Она была небольшого роста, старая, но не дряхлая, худенькая и сухонькая женщина. Косицу из жидких волос мать Виктории закрутила на темени в плоскую спираль и приколола железными шпильками. Над сморщенной её губой темнели усики; её слабые глаза щурились за толстыми стёклами очков в пластмассовой оправе. Она ещё с минуту постояла перед Алексеем и дочерью, скрестив на животе руки и приклонив голову, повернулась и ушла в другую комнату.
Пока взрослые разговаривали, за ними наблюдала со стороны белобрысая девочка одних с Настей лет – так прикинул Алексей. Когда Ася Львовна вышла, девчушка встала в дверях комнаты и помялась, прислонясь к дверному косяку.
– Он кто? – спросила она. – Мой папа?
– Нет. Это Алексей Андреевич, – ответила Виктория. – Зайди в комнату, не торчи в дверях.
– А зачем он пришёл, раз не папа?
– Потому что Алексей Андреевич мой друг. Он пришёл ко мне в гости. Ты неуважительно о нём говоришь. Мне это не нравится. Нехорошо спрашивать о госте, да ещё в его присутствии, зачем он пришёл.
– Иди ближе. Хочешь, тоже будем дружить? – позвал девочку Алексей и смутился от мысли, что пробует обласкать чужую безотцовщину, а не собственную. – Я познакомился с твоими мамой и бабушкой, давай с тобой знакомиться.
– Давай, если хочешь. Меня зовут Яной.
– Иди, я пожму тебе руку.
Девочка подошла, и он, пожимая ей руку, снова думал о Насте.

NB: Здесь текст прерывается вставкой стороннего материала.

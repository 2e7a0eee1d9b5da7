//! Animation definitions and playback state

use serde::{Deserialize, Serialize};

use crate::error::{BrickError, BrickResult};
use crate::types::FrameIndex;

/// Frames to cycle through and the rate to cycle at
#[derive(Clone, Debug, PartialEq, Serialize, Deserialize)]
pub struct Animation {
    frames: Vec<FrameIndex>,
    frame_rate: f64,
}

impl Animation {
    /// Frames may repeat; `frame_rate` is in frames per second
    pub fn new(frames: Vec<FrameIndex>, frame_rate: f64) -> Self {
        Self { frames, frame_rate }
    }

    pub fn frames(&self) -> &[FrameIndex] {
        &self.frames
    }

    pub fn frame_rate(&self) -> f64 {
        self.frame_rate
    }

    pub fn len(&self) -> usize {
        self.frames.len()
    }

    pub fn is_empty(&self) -> bool {
        self.frames.is_empty()
    }

    /// Sheet frame shown at position `index` of the sequence
    pub fn frame(&self, index: usize) -> Option<FrameIndex> {
        self.frames.get(index).copied()
    }

    /// Milliseconds that must accumulate before the next frame
    pub fn threshold_ms(&self) -> f64 {
        1000.0 / self.frame_rate
    }

    pub(crate) fn validate(&self, name: &str) -> BrickResult<()> {
        if !self.frame_rate.is_finite() || self.frame_rate <= 0.0 {
            return Err(BrickError::InvalidFrameRate(self.frame_rate));
        }
        if self.frames.is_empty() {
            return Err(BrickError::EmptyAnimation(name.to_string()));
        }
        Ok(())
    }
}

/// Convert host-supplied numbers to sheet frame indices
///
/// Each value must be a whole number in `0..=u32::MAX`; anything else fails
/// with `InvalidDimension` instead of being truncated or wrapped.
pub fn frame_indices(values: &[f64]) -> BrickResult<Vec<FrameIndex>> {
    values
        .iter()
        .map(|&value| {
            if !value.is_finite()
                || value < 0.0
                || value.fract() != 0.0
                || value > FrameIndex::MAX as f64
            {
                tracing::warn!(value, "rejected frame index");
                return Err(BrickError::InvalidDimension {
                    field: "frame",
                    value,
                });
            }
            Ok(value as FrameIndex)
        })
        .collect()
}

/// Playback state of a sprite
#[derive(Clone, Debug, Default, PartialEq, Eq)]
pub enum Playback {
    /// No animation selected yet
    #[default]
    Idle,
    /// Showing position `frame_index` of animation `name`
    Playing {
        name: String,
        frame_index: usize,
    },
}

impl Playback {
    pub fn is_playing(&self) -> bool {
        matches!(self, Playback::Playing { .. })
    }

    /// Name of the active animation
    pub fn name(&self) -> Option<&str> {
        match self {
            Playback::Playing { name, .. } => Some(name),
            Playback::Idle => None,
        }
    }

    pub fn frame_index(&self) -> Option<usize> {
        match self {
            Playback::Playing { frame_index, .. } => Some(*frame_index),
            Playback::Idle => None,
        }
    }
}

Поняв, что явился некстати, растревожил семью, Алексей поспешил уйти. Виктория пошла его проводить…
В следующий свой приход в дом подруги он услышал от Аси Львовны более, чем прежде, неприятный вопрос:
– Ваша жена, конечно, не знает, что вы ездите к другой женщине?
– Безусловно, – ответил он с некоторым вызовом.

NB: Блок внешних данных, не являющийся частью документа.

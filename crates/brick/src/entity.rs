//! Positioned entity
//!
//! A rectangle placed from the viewport's top-left corner, with a
//! background graphic and a CSS transform built from scale and angle.
//!
//! `graphic` is written verbatim to the `background` property, so anything
//! that property accepts works: `#fff`, `rgba(255, 127, 0, 0.5)`,
//! `url(myimage.png)`, gradients.

use crate::element::VisualNode;
use crate::error::{check_finite, check_size, BrickResult};
use crate::surface::SurfaceNode;
use crate::types::{px, transform, Degrees, Pixels, Rect, ZIndex};

/// A positioned, scaled and rotated rectangle
#[derive(Clone, Debug)]
pub struct Entity<N: SurfaceNode> {
    element: VisualNode<N>,
    x: Pixels,
    y: Pixels,
    graphic: String,
    scale: f64,
    angle: Degrees,
    z_index: ZIndex,
}

impl<N: SurfaceNode> Entity<N> {
    /// Append `node` under `parent` and apply the initial state
    ///
    /// Styles are written in a fixed order: `position`, `z-index`, x, y,
    /// width, height, graphic, then scale 1 and angle 0.
    pub fn new(
        parent: &N,
        node: N,
        bounds: Rect,
        graphic: &str,
        z_index: ZIndex,
    ) -> BrickResult<Self> {
        // Validate before touching the document so a bad call leaves no node behind
        check_finite("x", bounds.x)?;
        check_finite("y", bounds.y)?;
        check_size("width", bounds.width)?;
        check_size("height", bounds.height)?;

        let element = VisualNode::new(node)?;
        parent.append_child(element.node())?;

        element.node().set_style("position", "fixed")?;
        element.node().set_style("z-index", &z_index.to_string())?;

        let mut entity = Self {
            element,
            x: 0.0,
            y: 0.0,
            graphic: String::new(),
            scale: 1.0,
            angle: 0.0,
            z_index,
        };
        entity.set_x(bounds.x)?;
        entity.set_y(bounds.y)?;
        entity.set_width(bounds.width)?;
        entity.set_height(bounds.height)?;
        entity.set_graphic(graphic)?;
        entity.set_scale(1.0)?;
        entity.set_angle(0.0)?;
        Ok(entity)
    }

    pub fn x(&self) -> Pixels {
        self.x
    }

    /// Offset from the left edge (`left` style)
    pub fn set_x(&mut self, x: Pixels) -> BrickResult<()> {
        let x = check_finite("x", x)?;
        self.element.node().set_style("left", &px(x))?;
        self.x = x;
        Ok(())
    }

    pub fn y(&self) -> Pixels {
        self.y
    }

    /// Offset from the top edge (`top` style)
    pub fn set_y(&mut self, y: Pixels) -> BrickResult<()> {
        let y = check_finite("y", y)?;
        self.element.node().set_style("top", &px(y))?;
        self.y = y;
        Ok(())
    }

    pub fn width(&self) -> Pixels {
        self.element.width()
    }

    pub fn set_width(&mut self, width: Pixels) -> BrickResult<()> {
        self.element.set_width(width)
    }

    pub fn height(&self) -> Pixels {
        self.element.height()
    }

    pub fn set_height(&mut self, height: Pixels) -> BrickResult<()> {
        self.element.set_height(height)
    }

    pub fn graphic(&self) -> &str {
        &self.graphic
    }

    pub fn set_graphic(&mut self, graphic: &str) -> BrickResult<()> {
        self.element.node().set_style("background", graphic)?;
        self.graphic = graphic.to_string();
        Ok(())
    }

    pub fn scale(&self) -> f64 {
        self.scale
    }

    pub fn set_scale(&mut self, scale: f64) -> BrickResult<()> {
        let scale = check_finite("scale", scale)?;
        self.apply_transform(scale, self.angle)?;
        self.scale = scale;
        Ok(())
    }

    pub fn angle(&self) -> Degrees {
        self.angle
    }

    /// Rotation in degrees
    pub fn set_angle(&mut self, angle: Degrees) -> BrickResult<()> {
        let angle = check_finite("angle", angle)?;
        self.apply_transform(self.scale, angle)?;
        self.angle = angle;
        Ok(())
    }

    pub fn z_index(&self) -> ZIndex {
        self.z_index
    }

    /// Current placement as a rectangle
    pub fn bounds(&self) -> Rect {
        Rect::new(self.x, self.y, self.width(), self.height())
    }

    pub fn on<F>(&self, event: &str, callback: F) -> BrickResult<()>
    where
        F: FnMut(N::Event) + 'static,
    {
        self.element.on(event, callback)
    }

    pub fn node(&self) -> &N {
        self.element.node()
    }

    fn apply_transform(&self, scale: f64, angle: Degrees) -> BrickResult<()> {
        self.element
            .node()
            .set_style("transform", &transform(scale, angle))
    }
}

#[cfg(test)]
mod tests {
    use super::*;
    use crate::surface::{Backend, MemoryBackend, MemoryNode};
    use crate::BrickError;

    fn entity(bounds: Rect, graphic: &str) -> (MemoryNode, Entity<MemoryNode>) {
        let backend = MemoryBackend::new();
        let parent = backend.create_node().unwrap();
        let node = backend.create_node().unwrap();
        let entity = Entity::new(&parent, node, bounds, graphic, 999).unwrap();
        (parent, entity)
    }

    #[test]
    fn test_new_applies_initial_styles() {
        let (parent, e) = entity(Rect::new(10.0, 20.0, 30.0, 40.0), "#fff");
        let node = e.node();

        assert_eq!(parent.children(), vec![node.clone()]);
        assert_eq!(node.style("position").as_deref(), Some("fixed"));
        assert_eq!(node.style("z-index").as_deref(), Some("999"));
        assert_eq!(node.style("left").as_deref(), Some("10px"));
        assert_eq!(node.style("top").as_deref(), Some("20px"));
        assert_eq!(node.style("width").as_deref(), Some("30px"));
        assert_eq!(node.style("height").as_deref(), Some("40px"));
        assert_eq!(node.style("background").as_deref(), Some("#fff"));
        assert_eq!(
            node.style("transform").as_deref(),
            Some("scale(1) rotate(0deg)")
        );
        assert_eq!(e.scale(), 1.0);
        assert_eq!(e.angle(), 0.0);
        assert_eq!(e.bounds(), Rect::new(10.0, 20.0, 30.0, 40.0));
    }

    #[test]
    fn test_position_roundtrip() {
        let (_parent, mut e) = entity(Rect::default(), "#fff");
        e.set_x(-15.0).unwrap();
        e.set_y(240.25).unwrap();

        assert_eq!(e.x(), -15.0);
        assert_eq!(e.y(), 240.25);
        assert_eq!(e.node().style("left").as_deref(), Some("-15px"));
        assert_eq!(e.node().style("top").as_deref(), Some("240.25px"));
    }

    #[test]
    fn test_graphic_is_verbatim() {
        let (_parent, mut e) = entity(Rect::default(), "#fff");
        for graphic in [
            "rgba(255, 127, 0, 0.5)",
            "url(myimage.png)",
            "linear-gradient(red, blue)",
        ] {
            e.set_graphic(graphic).unwrap();
            assert_eq!(e.graphic(), graphic);
            assert_eq!(e.node().style("background").as_deref(), Some(graphic));
        }
    }

    #[test]
    fn test_scale_keeps_angle() {
        let (_parent, mut e) = entity(Rect::default(), "#fff");
        e.set_angle(45.0).unwrap();
        e.set_scale(2.0).unwrap();
        assert_eq!(
            e.node().style("transform").as_deref(),
            Some("scale(2) rotate(45deg)")
        );

        e.set_angle(-90.0).unwrap();
        assert_eq!(
            e.node().style("transform").as_deref(),
            Some("scale(2) rotate(-90deg)")
        );
    }

    #[test]
    fn test_non_finite_rejected() {
        let (_parent, mut e) = entity(Rect::new(5.0, 5.0, 10.0, 10.0), "#fff");

        assert!(matches!(
            e.set_x(f64::NAN),
            Err(BrickError::InvalidDimension { field: "x", .. })
        ));
        assert!(e.set_scale(f64::INFINITY).is_err());
        assert!(e.set_angle(f64::NAN).is_err());
        assert!(e.set_width(-3.0).is_err());

        assert_eq!(e.x(), 5.0);
        assert_eq!(e.scale(), 1.0);
        assert_eq!(
            e.node().style("transform").as_deref(),
            Some("scale(1) rotate(0deg)")
        );
    }

    #[test]
    fn test_invalid_initial_size_fails_construction() {
        let backend = MemoryBackend::new();
        let parent = backend.create_node().unwrap();
        let node = backend.create_node().unwrap();

        let result = Entity::new(&parent, node, Rect::new(0.0, 0.0, -1.0, 4.0), "#fff", 1);
        assert!(matches!(
            result,
            Err(BrickError::InvalidDimension { field: "width", .. })
        ));
        assert!(parent.children().is_empty());
    }
}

– У вас серьёзные виды на Викторию, женщину с ребёнком? – спросила Ася Львовна.
– Да, серьёзные. Хочу развестись с теперешней женой и жениться на вашей дочери. Она согласна.
– А что, с теперешней уже нажились?
– Мама! – закричала Виктория. – Перестань! Ты задаёшь бестактные вопросы! Отношения Алексея с женой и наши с ним тебя не касаются! Мы взрослые люди!
Алексей ждал, что Ася Львовна тоже закричит, и она уже открыла рот для крика, но потом махнула рукой и ушла со словами:
– Делайте, что хотите!
Её решение больше не вмешиваться в дела дочери и Алексея, брошенное сгоряча, впоследствии воплощалось в дело. «Зачем мне это нужно? – думала мать Виктории. – Учить уму-разуму таких великовозрастных – себе дороже!»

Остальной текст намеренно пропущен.